The institutional reforms under consideration, however, are still
in the inception phase. This constrains availability of the important
information needed for working out water charges. Information regarding
the area of operation of an AWB, its mechanism for incurring costs,
distribution of staff time among various parts of the system, etc., is
crucial lot- such an exercise but is not available yet. Therefore, an
important underlying assumption of this paper is that each canal network
emanating from a barrage will only share the costs incurred on that
particular network. This also implies that the beneficiaries of public
tubewells will pay for all the costs for the tubewells and the canal
network will not be taxed for expensive O&M of the SCARPs. For each
distributary/minor, the costs are considered in view of the irrigation
network feeding that particular distributary/minor. In this paper, 4-R
Distributary off-taking from the Hakra Branch Canal of the Eastern
Sadiqia Canal is used as the reference distributary for an illustration
of the methodology.
2. CANAL IRRIGATION SYSTEM OF PAKISTAN
Starting from the catchment areas of the Indus Basin and its
tributaries, the irrigation system of Pakistan has three large
reservoirs, namely Tarbela, Mangla, and Chashma. According to the Indus
Water Treaty with India, Pakistan is not entitled to the waters of the
Ravi and the Sutlej rivers. Therefore, several links canals have been
constructed to divert supplies from upstream to downstream rivers. A
network of ten link canals at present is in operation to ensure regular
water supplies in the downstream rivers. The Chashma-Jhelum and the
Taunsa-Punjnad link canals connect the Indus and the Jhelum rivers. The
Upper Jhelum and the Rasul-Qadirabad link canals connect the Jhelum and
the Chenab rivers. Likewise, the Marala-Ravi, the Upper Chenab, the
Qadirabad-Balloki, the Trimu-Sidhnai, and the Haveli link canals attach
the Chenab and the Ravi rivers. The Ravi and the Sutlej rivers are
connected to each other by the Balloki-Sulemanki link canal.
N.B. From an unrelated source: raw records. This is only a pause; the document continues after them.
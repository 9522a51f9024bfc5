use std::path::PathBuf;

use clap::{Args, Parser, Subcommand, ValueEnum};

#[derive(Parser, Debug)]
#[command(
    name = "agrisignals",
    version,
    about = "Local auction report extraction and query tooling"
)]
pub struct Cli {
    #[command(subcommand)]
    pub command: Commands,
}

#[derive(Subcommand, Debug)]
pub enum Commands {
    Inventory(InventoryArgs),
    Ingest(IngestArgs),
    Markets(MarketsArgs),
    Query(QueryArgs),
    Status(StatusArgs),
}

#[derive(Args, Debug, Clone)]
pub struct InventoryArgs {
    #[arg(long, default_value = ".cache/agrisignals")]
    pub cache_root: PathBuf,

    #[arg(long)]
    pub reports_dir: Option<PathBuf>,

    #[arg(long)]
    pub manifest_path: Option<PathBuf>,

    #[arg(long, default_value_t = false)]
    pub dry_run: bool,
}

#[derive(Args, Debug, Clone)]
pub struct IngestArgs {
    #[arg(long, default_value = ".cache/agrisignals")]
    pub cache_root: PathBuf,

    #[arg(long)]
    pub reports_dir: Option<PathBuf>,

    #[arg(long)]
    pub inventory_manifest_path: Option<PathBuf>,

    #[arg(long)]
    pub ingest_manifest_path: Option<PathBuf>,

    #[arg(long)]
    pub db_path: Option<PathBuf>,

    #[arg(long, default_value_t = false)]
    pub refresh_inventory: bool,

    #[arg(long)]
    pub markets_path: Option<PathBuf>,

    #[arg(long)]
    pub default_year: Option<i32>,

    #[arg(long)]
    pub max_reports: Option<usize>,

    #[arg(long)]
    pub max_pages_per_pdf: Option<usize>,
}

#[derive(Args, Debug, Clone)]
pub struct MarketsArgs {
    #[arg(long, default_value = ".cache/agrisignals")]
    pub cache_root: PathBuf,

    #[arg(long)]
    pub db_path: Option<PathBuf>,

    #[arg(long)]
    pub seed_path: Option<PathBuf>,

    #[arg(long, default_value_t = false)]
    pub json: bool,
}

#[derive(Copy, Clone, Debug, Eq, PartialEq, ValueEnum)]
pub enum RecordKind {
    Schedule,
    Results,
}

impl RecordKind {
    pub fn as_str(self) -> &'static str {
        match self {
            Self::Schedule => "schedule",
            Self::Results => "results",
        }
    }
}

#[derive(Args, Debug, Clone)]
pub struct QueryArgs {
    #[arg(long, default_value = ".cache/agrisignals")]
    pub cache_root: PathBuf,

    #[arg(long)]
    pub db_path: Option<PathBuf>,

    #[arg(long)]
    pub market: Option<String>,

    #[arg(long)]
    pub text: Option<String>,

    #[arg(long)]
    pub since: Option<String>,

    #[arg(long)]
    pub until: Option<String>,

    #[arg(long, value_enum)]
    pub kind: Option<RecordKind>,

    #[arg(long, default_value_t = 20)]
    pub limit: usize,

    #[arg(long, default_value_t = false)]
    pub json: bool,
}

#[derive(Args, Debug, Clone)]
pub struct StatusArgs {
    #[arg(long, default_value = ".cache/agrisignals")]
    pub cache_root: PathBuf,
}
There are forty-five main canals in the country which off-take from
various barrages and feed various branch canals. The branch canals feed
several distributaries and minors connected to farmers'
watercourses through irrigation structures called moghas. The
farmers' fields are supplied with irrigation water by following a
fixed roster of turns or (warabandi) (2) agreed upon by the shareholders
of the concerned watercourse. These warabandis also establish the water
rights for the farmers who have managed to register the warabandi with
the respective office of the Irrigation Department.
Several researchers have explained the different levels of the
canal irrigation system of Pakistan. The most commonly used is that by
[Uphoff (1986)]. Tailoring the hierarchy of the canal irrigation system
to suit the new institutional structures of PIDAs, AWBs and FOs, the
irrigation costs that need to be recovered can be studied functionally
at the three socio-technical levels of the canal irrigation system.
(1) The macro level comprises the irrigation system of the entire
country. Nevertheless, irrigation is a provincial subject and, thus,
needs to be studied for each province separately, including storage
reservoirs, or darns which feed the downstream link canals, barrages,
river headworks, main canals, and branch canals. This level is only
meant for delivery of water to the distribution network and as such is
not to be used for direct abstraction of water for irrigation purposes.
Nevertheless, some outlets directly emanate from a few of the main and
branch canals. Under the proposed reforms, the PIDAs will receive
irrigation supplies at the barrages falling within the province and from
inter-provincial sources or link canals and deliver the same in agreed
quantities to the various AWBs in the province.
(2) The meso level involves the distribution system of
distributaries and minors/sub-minors that are connected to the farmers
watercourses through moghas or outlet structures. The FOs will manage
the meso level of the irrigation system in the forthcoming reforms.
(3) The micro level refers to watercourses connected to field
channels and ditches to irrigate the farmers' fields. Farmers are
already managing their watercourses individually or jointly.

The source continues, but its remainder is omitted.